The film, a powerful contender for the festival's top Golden Lion prize, dramatises the true events of January 2024, when five-year-old Hind Rajab Hamada became the sole survivor after Israeli forces opened fire on the car she was fleeing in with six relatives in Gaza City.
The project has drawn heavyweight Hollywood support, with Brad Pitt, Joaquin Phoenix, and Oscar-winning directors Jonathan Glazer and Alfonso Cuaron serving as executive producers.
"For me, this film was essential because when I heard the voice of Hind Rajab for the first time, there was something more than her voice," Ben Hania told reporters. "It was the very voice of Gaza asking for help and nobody could enter."
She described a narrative prevalent in global media that frames Palestinian deaths as mere "collateral damage," a term she finds profoundly "dehumanising." she asserted: "Cinema, art, and every kind of expression is very important to give those people a voice and face."
The film's narrative is built around the real, recorded phone calls between the terrified child and the Red Crescent rescue serviceaudio that caused a brief international outcry when released.
In the film, Hind's voice, captured in harrowing detail, pleads, "Please come to me, please come. I'm scared," as the sound of gunfire rages around her. The story is told through the perspective of a dramatised Red Crescent team desperately trying, and failing, to coordinate her rescue. Hind and the two emergency workers sent to save her were later found dead.
The conflict in Gaza has cast a long shadow over this year's festival. Just days ago, thousands of protesters marched to its entrance, shouting, "Stop the genocide!" An open letter calling on festival organizers to denounce the Israeli government, signed by some 2,000 cinema insiders, has gone unheeded.
For Hind's mother, Wissam Hamada, speaking to AFP by phone from famine-stricken Gaza City, the film is a desperate cry for an end to the war that has claimed, according to UN-deemed reliable figures from Gaza's Health Ministry, at least 63,633 Palestinian lives, mostly civilians.
"The whole world has left us to die, to go hungry, to live in fear and to be forcibly displaced without doing anything," Hamada said. "It's a huge betrayal."

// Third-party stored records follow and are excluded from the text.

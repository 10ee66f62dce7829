//! # mealplan-core - Core Domain Types
//!
//! Foundation crate for mealplan. Provides the domain types shared by every
//! other crate, error handling, money parsing and logging setup.
//!
//! This crate has **zero internal dependencies** -- it only depends on external
//! crates (serde, chrono, thiserror, tracing).
//!
//! ## Public API
//!
//! ### Groceries (`grocery`)
//! - [`GroceryItem`], [`GroceryDraft`] - A grocery line and its editable fields
//! - [`GroceryCategory`] - Fixed category set (Produce, Dairy, ...)
//! - [`group_by_category()`], [`GrocerySummary`] - Derived views
//!
//! ### Meals (`meal`)
//! - [`Meal`], [`DayMeals`], [`WeekPlan`] - One meal per type per day
//! - [`MealType`], [`DayOfWeek`]
//!
//! ### Recipes (`recipe`)
//! - [`Recipe`] - Local recipe book entry
//! - [`RecipeSummary`], [`RecipeDetail`], [`Category`] - Normalised remote data
//! - [`RecipeView`] - A recipe opened for viewing, local or remote
//!
//! ### Months (`month`)
//! - [`MonthLabel`] - `"April 2025"` style label, parseable and derivable from a date
//!
//! ### Money (`money`)
//! - [`calculate_item_total()`], [`format_price()`] - Lenient price × quantity
//!
//! ### Currencies (`currency`)
//! - [`Currency`], [`CURRENCIES`] - Static list of supported currencies
//!
//! ### Error Handling (`error`)
//! - [`Error`] - Custom error enum with `recoverable` classification
//! - [`Result`] - Type alias for `std::result::Result<T, Error>`
//! - [`ResultExt`] - Log an error with context while propagating it
//!
//! ## Prelude
//!
//! Import commonly used types with:
//! ```rust
//! use mealplan_core::prelude::*;
//! ```

pub mod currency;
pub mod error;
pub mod grocery;
pub mod logging;
pub mod meal;
pub mod money;
pub mod month;
pub mod recipe;

/// Prelude for common imports used throughout all mealplan crates
pub mod prelude {
    pub use super::error::{Error, Result, ResultExt};
    pub use tracing::{debug, error, info, instrument, trace, warn};
}

// Re-export commonly used types at crate root for convenience
pub use currency::{
    default_currency, filter_currencies, find_currency, Currency, CURRENCIES,
    DEFAULT_CURRENCY_CODE,
};
pub use error::{Error, Result, ResultExt};
pub use grocery::{
    group_by_category, CategoryGroup, GroceryCategory, GroceryDraft, GroceryItem, GroceryItemId,
    GrocerySummary,
};
pub use meal::{DayMeals, DayOfWeek, Meal, MealId, MealType, WeekPlan, CUSTOM_MEAL_NAME};
pub use money::{calculate_item_total, format_price, parse_amount, percent_complete};
pub use month::{default_month_catalog, Month, MonthLabel};
pub use recipe::{
    card_summary, seed_recipes, Category, Ingredient, Recipe, RecipeDetail, RecipeDraft,
    RecipeSummary, RecipeView,
};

The tension extends beyond this single film. The cinema world has been repeatedly rattled by the war since Israel launched its offensive in October 2023 in retaliation for a Hamas attack that killed 1,219 people. At the Cannes film festival in May, 370 actors and directors signed an open letter expressing shame at their industry's "passivity."

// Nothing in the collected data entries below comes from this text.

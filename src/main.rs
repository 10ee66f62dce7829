//! mealplan - A terminal meal planner
//!
//! This is the binary entry point. All logic lives in the library.

use std::path::PathBuf;

use clap::Parser;
use mealplan::LaunchOptions;
use mealplan_core::prelude::*;
use mealplan_core::MonthLabel;

/// mealplan - Plan groceries, weekly meals and recipes from the terminal
#[derive(Parser, Debug)]
#[command(name = "mealplan", version)]
#[command(about = "Plan groceries, weekly meals and recipes from the terminal", long_about = None)]
struct Args {
    /// Settings file (defaults to <config dir>/mealplan/config.toml)
    #[arg(long, value_name = "PATH")]
    config: Option<PathBuf>,

    /// Month to open on, e.g. "April 2025"
    #[arg(long, value_name = "MONTH YEAR")]
    month: Option<MonthLabel>,

    /// Disable remote recipe search
    #[arg(long)]
    offline: bool,
}

#[tokio::main]
async fn main() -> Result<()> {
    let args = Args::parse();

    mealplan::run(LaunchOptions {
        config: args.config,
        month: args.month,
        offline: args.offline,
    })
    .await
}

Ben Hania, who made history as the first filmmaker to represent Tunisia at the Academy Awards in 2021, said she never imagined her project would attract such stellar support. "I'm very happy, and I never in my life thought that can be possible," she said of her A-list backers, who joined after the film was completed.
As "The Voice of Hind Rajab" prepares to be Tunisia's official entry for the foreign film Oscar, it stands as a solemn monument to a life cut short and a searing indictment of the conflict that continues to rage. It is a dramatization, the director notes, but one that stays painfully "close to what they experienced." In a festival brimming with star-powered glamour, it is the voice of one small child that demands to be heard.